→ What is expected:
Print every line of the listing below, starting with the line that holds "use crate::error::ConfigError;" and going on through the line that holds "pub fn reset(&self)", both included, and print nothing else.

→ Entries shown:
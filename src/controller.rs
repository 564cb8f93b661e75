use rand::rngs::StdRng;
use rand::SeedableRng;
use serde::Serialize;
use std::fmt;
use std::sync::atomic::{AtomicBool, Ordering};
use std::sync::Arc;
use std::time::{Duration, Instant};
use tracing::{info, warn};

use crate::algorithms::{Algorithm, SearchContext, Termination};
use crate::error::ConfigError;
use crate::events::StepSink;
use crate::grid::{GridEnvironment, Position};
use crate::node::PathRecord;
use crate::obstacles::ObstaclePolicy;

pub const DEFAULT_DEPTH_LIMIT: usize = 8;
pub const DEFAULT_MAX_DEPTH: usize = 20;

/// Cooperative stop flag, polled once per expansion.
///
/// Clones share the same flag, so a clone can be handed to a step sink, a
/// signal handler or another thread.
#[derive(Debug, Clone, Default)]
pub struct CancellationToken(Arc<AtomicBool>);

impl CancellationToken {
    pub fn new() -> Self {
        Self::default()
    }

    pub fn cancel(&self) {
        self.0.store(true, Ordering::Relaxed);
    }

    pub fn is_cancelled(&self) -> bool {
        self.0.load(Ordering::Relaxed)
    }

    pub fn reset(&self) {
        self.0.store(false, Ordering::Relaxed);
    }
}

/// Tunables shared by every run of a [`SearchController`].
#[derive(Debug, Clone, Copy, PartialEq, Serialize)]
pub struct SearchSettings {
    /// Bound for DLS.
    pub depth_limit: usize,
    /// Largest bound IDDFS tries before giving up.
    pub max_depth: usize,
    pub obstacle_policy: ObstaclePolicy,
    /// Seeds the per-run RNG; `None` draws from entropy.
    pub seed: Option<u64>,
}

impl Default for SearchSettings {
    fn default() -> Self {
        SearchSettings {
            depth_limit: DEFAULT_DEPTH_LIMIT,
            max_depth: DEFAULT_MAX_DEPTH,
            obstacle_policy: ObstaclePolicy::default(),
            seed: None,
        }
    }
}

impl SearchSettings {
    pub fn with_depth_limit(mut self, depth_limit: usize) -> Self {
        self.depth_limit = depth_limit;
        self
    }

    pub fn with_max_depth(mut self, max_depth: usize) -> Self {
        self.max_depth = max_depth;
        self
    }

    pub fn with_obstacle_policy(mut self, policy: ObstaclePolicy) -> Self {
        self.obstacle_policy = policy;
        self
    }

    pub fn with_seed(mut self, seed: u64) -> Self {
        self.seed = Some(seed);
        self
    }

    pub fn without_dynamic_obstacles(self) -> Self {
        self.with_obstacle_policy(ObstaclePolicy::disabled())
    }

    pub fn validate(&self) -> Result<(), ConfigError> {
        self.obstacle_policy.validate()
    }

    fn rng(&self) -> StdRng {
        match self.seed {
            Some(seed) => StdRng::seed_from_u64(seed),
            None => StdRng::from_entropy(),
        }
    }
}

/// Terminal state of one search.
#[derive(Debug, Clone, PartialEq)]
pub enum Outcome {
    Found(PathRecord),
    NotFound,
    Cancelled,
    MissingEndpoint,
}

impl Outcome {
    pub fn label(&self) -> &'static str {
        match self {
            Outcome::Found(_) => "found",
            Outcome::NotFound => "not found",
            Outcome::Cancelled => "cancelled",
            Outcome::MissingEndpoint => "missing endpoint",
        }
    }
}

impl fmt::Display for Outcome {
    fn fmt(&self, f: &mut fmt::Formatter<'_>) -> fmt::Result {
        f.write_str(self.label())
    }
}

impl From<Termination> for Outcome {
    fn from(termination: Termination) -> Self {
        match termination {
            Termination::Found(path) => Outcome::Found(path),
            Termination::Exhausted => Outcome::NotFound,
            Termination::Cancelled => Outcome::Cancelled,
        }
    }
}

#[derive(Debug, Clone)]
pub struct SearchResult {
    pub algorithm: Algorithm,
    pub outcome: Outcome,
    pub nodes_explored: usize,
    pub elapsed: Duration,
    /// Obstacles spawned during this run, in spawn order. They stay in the
    /// grid afterwards.
    pub dynamic_obstacles: Vec<Position>,
}

impl SearchResult {
    pub fn path(&self) -> Option<&PathRecord> {
        match &self.outcome {
            Outcome::Found(path) => Some(path),
            _ => None,
        }
    }

    pub fn is_found(&self) -> bool {
        matches!(self.outcome, Outcome::Found(_))
    }
}

/// Runs one algorithm at a time to completion or cancellation.
#[derive(Debug, Clone)]
pub struct SearchController {
    settings: SearchSettings,
    cancel: CancellationToken,
}

impl SearchController {
    pub fn new(settings: SearchSettings) -> Result<Self, ConfigError> {
        settings.validate()?;
        Ok(SearchController {
            settings,
            cancel: CancellationToken::new(),
        })
    }

    pub fn settings(&self) -> &SearchSettings {
        &self.settings
    }

    /// Handle for stopping the current run. Starting a run clears any
    /// earlier request.
    pub fn cancellation_token(&self) -> CancellationToken {
        self.cancel.clone()
    }

    /// Searches `env` from its start to its target with `algorithm`.
    ///
    /// The environment stays mutably borrowed for the whole run: the
    /// obstacle policy writes to it, and nobody else can.
    pub fn run(
        &self,
        env: &mut GridEnvironment,
        algorithm: Algorithm,
        sink: &mut dyn StepSink,
    ) -> SearchResult {
        self.cancel.reset();
        let started = Instant::now();

        let (Some(start), Some(target)) = (env.start(), env.target()) else {
            warn!(%algorithm, "search requested without both endpoints set");
            let result = SearchResult {
                algorithm,
                outcome: Outcome::MissingEndpoint,
                nodes_explored: 0,
                elapsed: started.elapsed(),
                dynamic_obstacles: Vec::new(),
            };
            sink.on_finish(&result);
            return result;
        };

        info!(%algorithm, %start, %target, "search started");

        let mut engine = algorithm.build(&self.settings);
        let mut ctx = SearchContext::new(
            algorithm,
            env,
            self.settings.obstacle_policy,
            self.settings.rng(),
            sink,
            &self.cancel,
        );
        let termination = engine.search(&mut ctx, start, target);
        let (nodes_explored, dynamic_obstacles) = ctx.finish();

        let result = SearchResult {
            algorithm,
            outcome: termination.into(),
            nodes_explored,
            elapsed: started.elapsed(),
            dynamic_obstacles,
        };
        info!(
            %algorithm,
            outcome = %result.outcome,
            nodes_explored,
            path_length = result.path().map(PathRecord::edge_count),
            elapsed = ?result.elapsed,
            "search finished"
        );
        sink.on_finish(&result);
        result
    }
}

→ Answer:
use crate::error::ConfigError;
use crate::events::StepSink;
use crate::grid::{GridEnvironment, Position};
use crate::node::PathRecord;
use crate::obstacles::ObstaclePolicy;

pub const DEFAULT_DEPTH_LIMIT: usize = 8;
pub const DEFAULT_MAX_DEPTH: usize = 20;

/// Cooperative stop flag, polled once per expansion.
///
/// Clones share the same flag, so a clone can be handed to a step sink, a
/// signal handler or another thread.
#[derive(Debug, Clone, Default)]
pub struct CancellationToken(Arc<AtomicBool>);

impl CancellationToken {
    pub fn new() -> Self {
        Self::default()
    }

    pub fn cancel(&self) {
        self.0.store(true, Ordering::Relaxed);
    }

    pub fn is_cancelled(&self) -> bool {
        self.0.load(Ordering::Relaxed)
    }

    pub fn reset(&self) {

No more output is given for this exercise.